┌─ Input records

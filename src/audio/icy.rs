//! Shoutcast/Icecast in-band metadata.
//!
//! When a client sends `Icy-MetaData: 1`, the server interleaves a metadata
//! block after every `icy-metaint` bytes of audio: one length byte `n`
//! followed by `n * 16` bytes of `key='value';` pairs, NUL padded.

use std::io::{self, Read};

/// Passes audio through and hands every new `StreamTitle` to `on_title`.
pub(crate) struct IcyReader<R, F> {
    inner: R,
    metaint: Option<usize>,
    until_meta: usize,
    last_title: Option<String>,
    on_title: F,
}

impl<R: Read, F: FnMut(String)> IcyReader<R, F> {
    /// `metaint` of `None` (or zero) means the stream carries no metadata.
    pub(crate) fn new(inner: R, metaint: Option<usize>, on_title: F) -> Self {
        let metaint = metaint.filter(|&n| n > 0);
        Self {
            inner,
            metaint,
            until_meta: metaint.unwrap_or(0),
            last_title: None,
            on_title,
        }
    }

    fn read_metadata_block(&mut self) -> io::Result<()> {
        let mut len = [0u8; 1];
        self.inner.read_exact(&mut len)?;
        let size = len[0] as usize * 16;
        if size == 0 {
            return Ok(());
        }

        let mut block = vec![0u8; size];
        self.inner.read_exact(&mut block)?;
        let text = String::from_utf8_lossy(&block);

        if let Some(title) = stream_title(&text) {
            if self.last_title.as_deref() != Some(title) {
                tracing::debug!(title, "icy stream title");
                self.last_title = Some(title.to_string());
                (self.on_title)(title.to_string());
            }
        }
        Ok(())
    }
}

impl<R: Read, F: FnMut(String)> Read for IcyReader<R, F> {
    fn read(&mut self, buf: &mut [u8]) -> io::Result<usize> {
        let Some(metaint) = self.metaint else {
            return self.inner.read(buf);
        };
        if buf.is_empty() {
            return Ok(0);
        }

        if self.until_meta == 0 {
            self.read_metadata_block()?;
            self.until_meta = metaint;
        }

        let want = buf.len().min(self.until_meta);
        let n = self.inner.read(&mut buf[..want])?;
        self.until_meta -= n;
        Ok(n)
    }
}

/// Extract the `StreamTitle` value from a metadata block.
pub(crate) fn stream_title(block: &str) -> Option<&str> {
    const KEY: &str = "StreamTitle='";
    let start = block.find(KEY)? + KEY.len();
    let rest = &block[start..];
    // Titles may themselves contain `'`, so only `';` ends the value.
    let end = rest.find("';").or_else(|| rest.rfind('\''))?;
    Some(&rest[..end])
}
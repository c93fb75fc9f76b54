//! Controller model: `RadioController` and `PlaybackState`.
//!
//! The controller owns the `Track` and `Station`, drives a `MediaSession`
//! and reports changes to a `NowPlayingPublisher` and an `EventNotifier`.
//! Run it on one thread (see `runtime::spawn_radio`) and post `RadioCmd`s
//! to it.

use std::sync::mpsc::Sender;
use std::sync::{Arc, Mutex};

use tracing::{debug, info, warn};

use crate::error::RadioError;
use crate::events::{EventNotifier, RadioEvent};
use crate::media::{
    InterruptionKind, ItemStatus, MediaEvent, MediaNotification, MediaObserver, MediaSession,
    RouteChangeReason,
};
use crate::metadata;
use crate::now_playing::NowPlayingPublisher;
use crate::station::{Artwork, Station};
use crate::track::{Track, TrackHandle};

use super::cmd::RadioCmd;

#[derive(Copy, Clone, Debug, Default, PartialEq, Eq)]
pub enum PlaybackState {
    #[default]
    Idle,
    Playing,
}

pub struct RadioController {
    track: Track,
    station: Station,
    shared: TrackHandle,

    session: Box<dyn MediaSession>,
    publisher: Box<dyn NowPlayingPublisher>,
    events: EventNotifier,

    /// Where observers handed to the session post their notifications.
    commands: Sender<RadioCmd>,
    /// Bumped on every `play`; notifications from older sessions are dropped.
    generation: u64,
    active_generation: Option<u64>,
}

impl RadioController {
    /// Create an idle controller with no station. `commands` must feed back
    /// into whatever loop calls `handle` on this controller.
    pub fn new(
        commands: Sender<RadioCmd>,
        session: Box<dyn MediaSession>,
        publisher: Box<dyn NowPlayingPublisher>,
    ) -> Self {
        Self {
            track: Track::default(),
            station: Station::default(),
            shared: Arc::new(Mutex::new(Track::default())),
            session,
            publisher,
            events: EventNotifier::new(),
            commands,
            generation: 0,
            active_generation: None,
        }
    }

    pub fn events(&self) -> &EventNotifier {
        &self.events
    }

    pub fn track_handle(&self) -> TrackHandle {
        self.shared.clone()
    }

    pub fn track(&self) -> &Track {
        &self.track
    }

    pub fn station(&self) -> &Station {
        &self.station
    }

    pub fn track_title(&self) -> &str {
        &self.track.title
    }

    pub fn track_artist(&self) -> &str {
        &self.track.artist
    }

    pub fn is_playing(&self) -> bool {
        self.track.is_playing
    }

    pub fn state(&self) -> PlaybackState {
        if self.track.is_playing {
            PlaybackState::Playing
        } else {
            PlaybackState::Idle
        }
    }

    /// Apply one command. Returns `true` when the controller has shut down.
    pub fn handle(&mut self, cmd: RadioCmd) -> bool {
        let result = match cmd {
            RadioCmd::Play => self.play(),
            RadioCmd::Pause => self.pause(),
            RadioCmd::TogglePlayPause => self.toggle_play_pause(),
            RadioCmd::CustomMetadata { title, artist } => {
                self.custom_metadata(&title, artist.as_deref());
                Ok(())
            }
            RadioCmd::SetStation(station) => {
                self.set_station(station);
                Ok(())
            }
            RadioCmd::UpdateArtwork(artwork) => {
                self.update_artwork(artwork);
                Ok(())
            }
            RadioCmd::Media(event) => self.on_media_event(event),
            RadioCmd::RouteChanged(reason) => {
                self.on_route_change(reason);
                Ok(())
            }
            RadioCmd::Interruption(kind) => {
                self.on_interruption(kind);
                Ok(())
            }
            RadioCmd::Quit => {
                self.shutdown();
                return true;
            }
        };

        if let Err(e) = result {
            warn!("{e}");
        }
        false
    }

    /// Replace the station. Takes effect on the next `play`.
    pub fn set_station(&mut self, station: Station) {
        if self.is_playing() {
            debug!(station = %station.name, "station replaced while playing");
        }
        self.station = station;
    }

    /// Replace only the station artwork and refresh the now-playing surface.
    pub fn update_artwork(&mut self, artwork: Option<Artwork>) {
        self.station.artwork = artwork;
        self.publisher.publish(&self.track, &self.station);
    }

    pub fn play(&mut self) -> Result<(), RadioError> {
        if !self.station.is_configured() {
            return Err(RadioError::NotConfigured);
        }
        if self.is_playing() {
            return Err(RadioError::AlreadyPlaying);
        }

        self.generation += 1;
        let observer = MediaObserver::new(self.generation, self.commands.clone());
        self.session.open(&self.station.url, observer);
        self.session.start();
        self.active_generation = Some(self.generation);

        info!(station = %self.station.name, url = %self.station.url, "play");
        self.track.is_playing = true;
        self.sync_shared();
        self.publisher.playback_changed(true);
        self.events.emit(RadioEvent::PlayPressed);
        Ok(())
    }

    pub fn pause(&mut self) -> Result<(), RadioError> {
        if !self.is_playing() {
            return Err(RadioError::AlreadyPaused);
        }
        self.stop_playback();
        Ok(())
    }

    /// Stop and release the session and report the pause. Callers check
    /// `is_playing` first.
    fn stop_playback(&mut self) {
        self.session.stop();
        self.session.release();
        self.active_generation = None;

        info!(station = %self.station.name, "pause");
        self.track.is_playing = false;
        self.sync_shared();
        self.publisher.playback_changed(false);
        self.events.emit(RadioEvent::PausePressed);
    }

    pub fn toggle_play_pause(&mut self) -> Result<(), RadioError> {
        if self.is_playing() {
            self.pause()
        } else {
            self.play()
        }
    }

    /// Set the displayed metadata by hand; usable in any state.
    pub fn custom_metadata(&mut self, title: &str, artist: Option<&str>) {
        self.track.title = title.to_string();
        self.track.artist = match artist {
            Some(a) if !a.is_empty() => a.to_string(),
            _ => self.station.name.clone(),
        };
        self.metadata_changed();
    }

    fn on_media_event(&mut self, event: MediaEvent) -> Result<(), RadioError> {
        if self.active_generation != Some(event.generation) {
            debug!(
                generation = event.generation,
                active = ?self.active_generation,
                "dropping notification from released session"
            );
            return Ok(());
        }

        match event.notification {
            MediaNotification::StatusChanged(ItemStatus::Failed) => self.on_stream_failed(),
            MediaNotification::StatusChanged(status) => {
                debug!(?status, "item status changed");
                Ok(())
            }
            MediaNotification::TimedMetadata(Some(raw)) if !raw.is_empty() => {
                self.apply_stream_metadata(&raw);
                Ok(())
            }
            MediaNotification::TimedMetadata(_) => Ok(()),
        }
    }

    fn on_stream_failed(&mut self) -> Result<(), RadioError> {
        self.pause()?;

        let offline = Track::offline(&self.station.name);
        self.custom_metadata(&offline.title, Some(&offline.artist));
        self.events.emit(RadioEvent::StationOffline {
            station: self.station.name.clone(),
        });

        Err(RadioError::StreamFailed {
            station: self.station.name.clone(),
        })
    }

    fn apply_stream_metadata(&mut self, raw: &str) {
        let parsed = metadata::parse(raw, &self.station.name);
        self.track.artist = parsed.artist;
        self.track.title = if parsed.title.is_empty() {
            self.station.description.clone()
        } else {
            parsed.title
        };
        info!(artist = %self.track.artist, title = %self.track.title, "metadata");
        self.metadata_changed();
    }

    fn on_route_change(&mut self, reason: RouteChangeReason) {
        if reason != RouteChangeReason::OldDeviceUnavailable {
            debug!(?reason, "audio route changed");
            return;
        }
        info!("audio device was removed");
        if self.is_playing() {
            self.stop_playback();
        }
    }

    fn on_interruption(&mut self, kind: InterruptionKind) {
        match kind {
            InterruptionKind::Began => {
                info!("interruption began");
                if self.is_playing() {
                    self.stop_playback();
                }
            }
            InterruptionKind::Ended => info!("interruption ended"),
        }
    }

    fn shutdown(&mut self) {
        if self.is_playing() {
            self.stop_playback();
        }
        self.session.shutdown();
    }

    fn metadata_changed(&mut self) {
        self.sync_shared();
        self.publisher.publish(&self.track, &self.station);
        self.events.emit(RadioEvent::MetadataUpdated(self.track.clone()));
    }

    fn sync_shared(&self) {
        if let Ok(mut shared) = self.shared.lock() {
            *shared = self.track.clone();
        }
    }
}
use std::fs::{self, OpenOptions};
use std::sync::Mutex;

use airwave::config::LoggingSettings;
use tracing_subscriber::EnvFilter;

/// Send `tracing` output to the configured log file.
///
/// Without a file nothing is installed: stderr belongs to the terminal UI.
/// `RUST_LOG` overrides the configured filter.
pub fn init(settings: &LoggingSettings) -> Result<(), Box<dyn std::error::Error>> {
    let Some(path) = settings.file.as_ref() else {
        return Ok(());
    };

    if let Some(parent) = path.parent() {
        fs::create_dir_all(parent)?;
    }
    let file = OpenOptions::new().create(true).append(true).open(path)?;

    let filter = EnvFilter::try_from_default_env()
        .unwrap_or_else(|_| EnvFilter::new(settings.filter.as_str()));

    tracing_subscriber::fmt()
        .with_env_filter(filter)
        .with_writer(Mutex::new(file))
        .with_ansi(false)
        .with_target(false)
        .try_init()
        .map_err(|e| e as Box<dyn std::error::Error>)?;

    Ok(())
}
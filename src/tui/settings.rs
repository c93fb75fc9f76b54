use airwave::config;

/// Load settings, falling back to defaults. A problem with the config is
/// returned as a message so it can be logged once logging is up.
pub fn load_settings() -> (config::Settings, Option<String>) {
    match config::Settings::load() {
        Ok(s) => {
            if let Err(msg) = s.validate() {
                (
                    config::Settings::default(),
                    Some(format!("invalid config, using defaults: {msg}")),
                )
            } else {
                (s, None)
            }
        }
        Err(e) => (
            config::Settings::default(),
            Some(format!("failed to load config, using defaults: {e}")),
        ),
    }
}
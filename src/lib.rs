//! Internet radio playback with now-playing reporting.
//!
//! A [`RadioController`](controller::RadioController) plays one
//! [`Station`](station::Station) through a [`MediaSession`](media::MediaSession),
//! turns in-stream metadata into an artist/title [`Track`](track::Track),
//! reports it to a [`NowPlayingPublisher`](now_playing::NowPlayingPublisher)
//! and broadcasts [`RadioEvent`](events::RadioEvent)s.
//!
//! ```no_run
//! use airwave::audio::RodioSession;
//! use airwave::config::AudioSettings;
//! use airwave::now_playing::LogPublisher;
//! use airwave::runtime::spawn_radio;
//! use airwave::station::Station;
//!
//! let runtime = spawn_radio(
//!     Box::new(RodioSession::new(AudioSettings::default())),
//!     Box::new(LogPublisher),
//! );
//! let radio = runtime.handle();
//! radio.set_station(Station::new("WTSQ 88.1FM", "http://stream.wtsq.org:8000/xstream2"));
//! radio.play();
//! ```

pub mod audio;
pub mod config;
pub mod controller;
pub mod error;
pub mod events;
pub mod media;
pub mod metadata;
pub mod mpris;
pub mod now_playing;
pub mod runtime;
pub mod station;
pub mod track;

pub use controller::{PlaybackState, RadioCmd, RadioController};
pub use error::RadioError;
pub use events::{EventNotifier, RadioEvent};
pub use runtime::{RadioHandle, RadioRuntime, spawn_radio};
pub use station::{Artwork, Station};
pub use track::Track;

└─

Task description: Considering only the data above, return the lines in which "LogPublisher" occurs.

Written solution:
//! use airwave::now_playing::LogPublisher;
//!     Box::new(LogPublisher),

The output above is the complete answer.